> **WORK REQUIRED**: Print every line of the records below exactly as it reads.

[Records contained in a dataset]
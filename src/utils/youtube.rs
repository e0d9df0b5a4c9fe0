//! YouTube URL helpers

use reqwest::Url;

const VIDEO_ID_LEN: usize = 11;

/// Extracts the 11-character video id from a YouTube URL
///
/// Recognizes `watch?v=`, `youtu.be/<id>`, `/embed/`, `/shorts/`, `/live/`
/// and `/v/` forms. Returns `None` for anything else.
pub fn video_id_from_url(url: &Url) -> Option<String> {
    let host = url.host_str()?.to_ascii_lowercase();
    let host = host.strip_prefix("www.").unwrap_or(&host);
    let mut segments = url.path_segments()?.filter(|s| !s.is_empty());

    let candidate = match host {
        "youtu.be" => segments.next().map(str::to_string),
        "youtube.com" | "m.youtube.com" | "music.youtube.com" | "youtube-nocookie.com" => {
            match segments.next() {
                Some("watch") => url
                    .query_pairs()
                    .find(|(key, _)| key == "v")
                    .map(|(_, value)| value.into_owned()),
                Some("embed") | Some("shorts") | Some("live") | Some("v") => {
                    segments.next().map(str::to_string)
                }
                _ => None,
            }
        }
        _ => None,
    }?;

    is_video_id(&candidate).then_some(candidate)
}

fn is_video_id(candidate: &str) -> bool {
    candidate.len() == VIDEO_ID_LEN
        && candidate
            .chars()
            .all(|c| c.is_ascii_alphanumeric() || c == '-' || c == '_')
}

> **WRITTEN RESPONSE**:
filename src/utils/youtube.rs
repository e0d9df0b5a4c9fe0
//! YouTube URL helpers

use reqwest::Url;

const VIDEO_ID_LEN: usize = 11;

/// Extracts the 11-character video id from a YouTube URL
///
/// Recognizes `watch?v=`, `youtu.be/<id>`, `/embed/`, `/shorts/`, `/live/`
/// and `/v/` forms. Returns `None` for anything else.
pub fn video_id_from_url(url: &Url) -> Option<String> {
    let host = url.host_str()?.to_ascii_lowercase();
    let host = host.strip_prefix("www.").unwrap_or(&host);
    let mut segments = url.path_segments()?.filter(|s| !s.is_empty());

    let candidate = match host {
        "youtu.be" => segments.next().map(str::to_string),
        "youtube.com" | "m.youtube.com" | "music.youtube.com" | "youtube-nocookie.com" => {
            match segments.next() {
                Some("watch") => url
                    .query_pairs()
                    .find(|(key, _)| key == "v")
                    .map(|(_, value)| value.into_owned()),
                Some("embed") | Some("shorts") | Some("live") | Some("v") => {
                    segments.next().map(str::to_string)
                }
                _ => None,
            }
        }
        _ => None,
    }?;

    is_video_id(&candidate).then_some(candidate)
}

fn is_video_id(candidate: &str) -> bool {
    candidate.len() == VIDEO_ID_LEN
        && candidate
            .chars()
            .all(|c| c.is_ascii_alphanumeric() || c == '-' || c == '_')
}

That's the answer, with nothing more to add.